» **WHAT YOU NEED TO DO**: Bring together all lines from the listing below that contain the string "source".

════════════════

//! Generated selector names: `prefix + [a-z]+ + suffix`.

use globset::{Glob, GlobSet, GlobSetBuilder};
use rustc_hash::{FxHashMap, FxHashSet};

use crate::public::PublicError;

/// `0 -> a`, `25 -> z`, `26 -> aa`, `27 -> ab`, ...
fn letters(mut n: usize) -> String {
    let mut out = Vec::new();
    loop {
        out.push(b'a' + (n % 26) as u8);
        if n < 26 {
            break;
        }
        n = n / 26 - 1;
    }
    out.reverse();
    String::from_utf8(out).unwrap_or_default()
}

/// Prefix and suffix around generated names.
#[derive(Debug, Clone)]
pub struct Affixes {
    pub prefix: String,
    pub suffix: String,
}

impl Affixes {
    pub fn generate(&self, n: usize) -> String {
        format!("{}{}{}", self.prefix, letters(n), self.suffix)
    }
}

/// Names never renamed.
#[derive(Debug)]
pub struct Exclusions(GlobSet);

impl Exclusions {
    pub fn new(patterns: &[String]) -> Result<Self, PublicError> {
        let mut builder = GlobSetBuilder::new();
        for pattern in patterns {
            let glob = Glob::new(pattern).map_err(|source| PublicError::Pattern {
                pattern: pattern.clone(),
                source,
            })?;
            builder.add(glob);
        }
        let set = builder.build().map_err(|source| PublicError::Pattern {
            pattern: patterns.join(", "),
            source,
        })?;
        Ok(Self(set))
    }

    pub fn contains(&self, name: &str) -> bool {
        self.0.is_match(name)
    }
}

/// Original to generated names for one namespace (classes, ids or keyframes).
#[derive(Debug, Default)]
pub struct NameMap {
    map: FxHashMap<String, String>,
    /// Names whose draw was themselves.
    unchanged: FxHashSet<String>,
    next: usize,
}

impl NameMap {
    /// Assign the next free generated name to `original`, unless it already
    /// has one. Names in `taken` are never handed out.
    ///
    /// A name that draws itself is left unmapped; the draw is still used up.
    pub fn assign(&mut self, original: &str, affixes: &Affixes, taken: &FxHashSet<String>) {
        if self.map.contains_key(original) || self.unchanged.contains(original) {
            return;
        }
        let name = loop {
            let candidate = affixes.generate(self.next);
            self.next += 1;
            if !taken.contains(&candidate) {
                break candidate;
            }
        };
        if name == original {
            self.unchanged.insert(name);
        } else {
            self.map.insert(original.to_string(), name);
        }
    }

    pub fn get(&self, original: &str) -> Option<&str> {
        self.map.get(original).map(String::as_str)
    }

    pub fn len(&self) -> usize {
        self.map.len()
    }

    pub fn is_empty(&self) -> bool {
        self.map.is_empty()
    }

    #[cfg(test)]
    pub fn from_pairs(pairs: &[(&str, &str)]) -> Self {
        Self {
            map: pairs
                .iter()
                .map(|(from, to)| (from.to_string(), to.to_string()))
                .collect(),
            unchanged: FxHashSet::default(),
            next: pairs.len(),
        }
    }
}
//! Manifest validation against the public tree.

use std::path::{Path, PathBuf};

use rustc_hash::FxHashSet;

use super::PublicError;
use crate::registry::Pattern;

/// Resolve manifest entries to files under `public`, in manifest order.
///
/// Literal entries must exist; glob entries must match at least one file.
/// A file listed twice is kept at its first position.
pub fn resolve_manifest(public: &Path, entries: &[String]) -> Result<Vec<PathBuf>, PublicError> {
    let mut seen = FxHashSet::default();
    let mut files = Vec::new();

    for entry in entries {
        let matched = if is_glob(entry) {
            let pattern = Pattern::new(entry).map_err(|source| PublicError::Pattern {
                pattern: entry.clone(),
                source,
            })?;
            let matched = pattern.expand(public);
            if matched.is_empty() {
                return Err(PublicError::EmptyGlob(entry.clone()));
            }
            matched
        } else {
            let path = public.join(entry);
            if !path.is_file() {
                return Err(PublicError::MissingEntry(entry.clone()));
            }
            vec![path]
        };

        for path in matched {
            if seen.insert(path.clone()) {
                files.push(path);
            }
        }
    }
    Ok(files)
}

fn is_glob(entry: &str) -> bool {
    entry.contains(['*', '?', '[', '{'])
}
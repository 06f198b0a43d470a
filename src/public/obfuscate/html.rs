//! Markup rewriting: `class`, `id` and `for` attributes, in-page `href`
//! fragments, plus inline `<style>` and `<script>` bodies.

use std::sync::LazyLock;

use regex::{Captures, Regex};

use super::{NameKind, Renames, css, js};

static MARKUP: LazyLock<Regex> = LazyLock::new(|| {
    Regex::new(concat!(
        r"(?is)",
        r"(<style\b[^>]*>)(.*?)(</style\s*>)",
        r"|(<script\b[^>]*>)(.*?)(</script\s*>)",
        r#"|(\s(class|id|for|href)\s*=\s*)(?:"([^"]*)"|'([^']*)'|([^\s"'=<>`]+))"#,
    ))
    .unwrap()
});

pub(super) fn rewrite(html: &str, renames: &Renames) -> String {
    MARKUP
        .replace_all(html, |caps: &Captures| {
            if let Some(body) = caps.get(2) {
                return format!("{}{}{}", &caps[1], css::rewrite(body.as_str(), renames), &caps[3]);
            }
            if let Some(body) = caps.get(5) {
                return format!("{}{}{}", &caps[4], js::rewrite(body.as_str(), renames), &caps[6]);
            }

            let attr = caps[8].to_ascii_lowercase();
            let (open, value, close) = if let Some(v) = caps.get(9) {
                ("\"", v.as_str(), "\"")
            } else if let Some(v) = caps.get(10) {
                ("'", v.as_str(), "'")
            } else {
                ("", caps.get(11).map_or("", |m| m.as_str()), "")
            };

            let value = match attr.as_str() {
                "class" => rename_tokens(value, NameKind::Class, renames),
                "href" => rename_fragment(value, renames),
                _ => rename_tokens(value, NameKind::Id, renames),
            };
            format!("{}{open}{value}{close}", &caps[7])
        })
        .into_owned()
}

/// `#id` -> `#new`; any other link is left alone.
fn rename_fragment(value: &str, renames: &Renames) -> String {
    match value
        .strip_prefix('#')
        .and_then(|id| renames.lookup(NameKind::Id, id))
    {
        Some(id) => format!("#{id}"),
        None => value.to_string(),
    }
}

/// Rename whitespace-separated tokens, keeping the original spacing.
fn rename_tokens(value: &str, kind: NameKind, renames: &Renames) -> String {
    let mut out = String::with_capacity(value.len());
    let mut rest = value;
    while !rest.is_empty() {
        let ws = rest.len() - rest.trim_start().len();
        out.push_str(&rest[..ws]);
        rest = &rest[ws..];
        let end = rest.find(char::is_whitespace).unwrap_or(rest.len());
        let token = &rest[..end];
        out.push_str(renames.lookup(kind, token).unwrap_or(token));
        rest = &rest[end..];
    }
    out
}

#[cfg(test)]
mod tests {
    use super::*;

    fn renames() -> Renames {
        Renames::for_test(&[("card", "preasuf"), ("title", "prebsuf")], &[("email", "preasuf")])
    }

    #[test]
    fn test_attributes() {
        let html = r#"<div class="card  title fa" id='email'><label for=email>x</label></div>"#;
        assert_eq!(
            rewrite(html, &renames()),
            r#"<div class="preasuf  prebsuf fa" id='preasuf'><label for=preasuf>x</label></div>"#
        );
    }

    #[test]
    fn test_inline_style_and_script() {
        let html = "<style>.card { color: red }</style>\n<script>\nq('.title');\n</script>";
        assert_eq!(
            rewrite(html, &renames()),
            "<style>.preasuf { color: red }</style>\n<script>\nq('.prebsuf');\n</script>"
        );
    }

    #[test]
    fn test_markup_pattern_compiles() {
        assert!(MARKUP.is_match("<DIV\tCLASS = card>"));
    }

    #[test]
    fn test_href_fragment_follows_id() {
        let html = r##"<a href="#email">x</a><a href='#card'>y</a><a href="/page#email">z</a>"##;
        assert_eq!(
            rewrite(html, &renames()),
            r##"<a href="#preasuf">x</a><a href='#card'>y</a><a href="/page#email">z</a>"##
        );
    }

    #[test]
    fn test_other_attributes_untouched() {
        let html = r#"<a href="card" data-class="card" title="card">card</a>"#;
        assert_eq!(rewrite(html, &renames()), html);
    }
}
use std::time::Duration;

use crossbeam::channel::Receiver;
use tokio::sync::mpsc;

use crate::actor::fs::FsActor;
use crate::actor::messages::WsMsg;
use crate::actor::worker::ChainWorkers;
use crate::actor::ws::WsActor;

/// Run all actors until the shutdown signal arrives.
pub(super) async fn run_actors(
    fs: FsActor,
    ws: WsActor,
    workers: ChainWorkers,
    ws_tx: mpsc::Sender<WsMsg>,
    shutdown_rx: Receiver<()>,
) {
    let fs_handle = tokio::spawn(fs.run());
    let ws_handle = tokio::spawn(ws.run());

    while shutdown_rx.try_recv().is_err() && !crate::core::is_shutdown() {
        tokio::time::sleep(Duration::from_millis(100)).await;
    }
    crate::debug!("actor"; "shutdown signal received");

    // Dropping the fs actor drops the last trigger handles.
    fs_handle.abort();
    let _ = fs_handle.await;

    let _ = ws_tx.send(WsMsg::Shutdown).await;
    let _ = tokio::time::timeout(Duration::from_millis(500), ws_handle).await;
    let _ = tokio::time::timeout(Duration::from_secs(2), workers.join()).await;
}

════════════════

» **TASK RESULT**:
            let glob = Glob::new(pattern).map_err(|source| PublicError::Pattern {
                source,
        let set = builder.build().map_err(|source| PublicError::Pattern {
            source,
            let pattern = Pattern::new(entry).map_err(|source| PublicError::Pattern {
                source,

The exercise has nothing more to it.